WHAT YOU SHOULD DO — If a line in the material below holds the string "enviado", tally it, then give the tally alone.

── TASK INPUT

//! `pnotify send` - one ad hoc message, logged as `general`

use anyhow::Result;
use clap::Args;

use super::GlobalArgs;
use crate::notification::{compose, Channel, ComposedMessage, DispatchContext, NotificationKind, Outcome};
use crate::record::NotificationRecord;

#[derive(Args, Debug)]
pub struct SendArgs {
    #[arg(long, value_enum)]
    pub channel: Channel,

    /// Email address or phone number
    #[arg(long)]
    pub to: String,

    /// Message text; defaults to the courtesy message for the customer
    #[arg(long)]
    pub body: Option<String>,

    /// Email subject (ignored for WhatsApp)
    #[arg(long)]
    pub subject: Option<String>,

    /// Customer name used by the default message
    #[arg(long)]
    pub name: Option<String>,

    /// Customer id recorded in the audit log
    #[arg(long)]
    pub customer_id: Option<String>,

    /// Policy number recorded in the audit log
    #[arg(long)]
    pub policy: Option<String>,

    #[arg(long)]
    pub operator: Option<String>,

    #[arg(long)]
    pub live: bool,
}

impl SendArgs {
    /// Explicit body and subject win over the composed courtesy message
    pub fn message(&self) -> ComposedMessage {
        let record = NotificationRecord {
            customer_name: self.name.clone(),
            policy_number: self.policy.clone(),
            ..Default::default()
        };
        let mut message = compose(&record, NotificationKind::General, self.channel);
        if let Some(body) = &self.body {
            message.body = body.clone();
        }
        if self.channel == Channel::Email {
            if let Some(subject) = &self.subject {
                message.subject = Some(subject.clone());
            }
        }
        message
    }

    pub fn context(&self) -> DispatchContext {
        let mut context = DispatchContext::new(NotificationKind::General);
        if let Some(customer_id) = &self.customer_id {
            context = context.with_customer_id(customer_id.as_str());
        }
        if let Some(policy) = &self.policy {
            context = context.with_policy_id(policy.as_str());
        }
        if let Some(operator) = &self.operator {
            context = context.with_operator(operator.as_str());
        }
        context
    }
}

pub fn handle_send(args: SendArgs, global: &GlobalArgs) -> Result<()> {
    let dispatcher = global.dispatcher(args.live);
    let message = args.message();

    match dispatcher.send(
        args.channel,
        &args.to,
        message.subject.as_deref(),
        &message.body,
        &args.context(),
    )? {
        Outcome::Sent => println!("✅ {} enviado a {}", args.channel.label(), args.to.trim()),
        other => {
            let reason = other.error().unwrap_or("Error desconocido");
            anyhow::bail!("{} no enviado: {}", args.channel.label(), reason);
        }
    }
    Ok(())
}

#[cfg(test)]
mod tests {
    use super::*;

    fn args(channel: Channel) -> SendArgs {
        SendArgs {
            channel,
            to: "ana@example.com".to_string(),
            body: None,
            subject: None,
            name: Some("Ana".to_string()),
            customer_id: Some("C-1".to_string()),
            policy: Some("POL-1".to_string()),
            operator: None,
            live: false,
        }
    }

    #[test]
    fn test_default_message_is_courtesy_text() {
        let message = args(Channel::Email).message();
        assert_eq!(message.subject.as_deref(), Some("Información de tu póliza POL-1"));
        assert_eq!(message.body, "Hola Ana, te escribimos en relación con tu póliza POL-1.");
    }

    #[test]
    fn test_explicit_body_and_subject_win() {
        let mut email = args(Channel::Email);
        email.body = Some("Texto libre".to_string());
        email.subject = Some("Asunto".to_string());
        let message = email.message();
        assert_eq!(message.subject.as_deref(), Some("Asunto"));
        assert_eq!(message.body, "Texto libre");

        let mut whatsapp = args(Channel::Whatsapp);
        whatsapp.subject = Some("Asunto".to_string());
        assert!(whatsapp.message().subject.is_none());
    }

    #[test]
    fn test_context_carries_identifiers() {
        let context = args(Channel::Email).context();
        assert_eq!(context.kind, NotificationKind::General);
        assert_eq!(context.customer_id.as_deref(), Some("C-1"));
        assert_eq!(context.policy_id.as_deref(), Some("POL-1"));
        assert_eq!(context.operator, None);
    }
}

────

EXERCISE SOLUTION — 2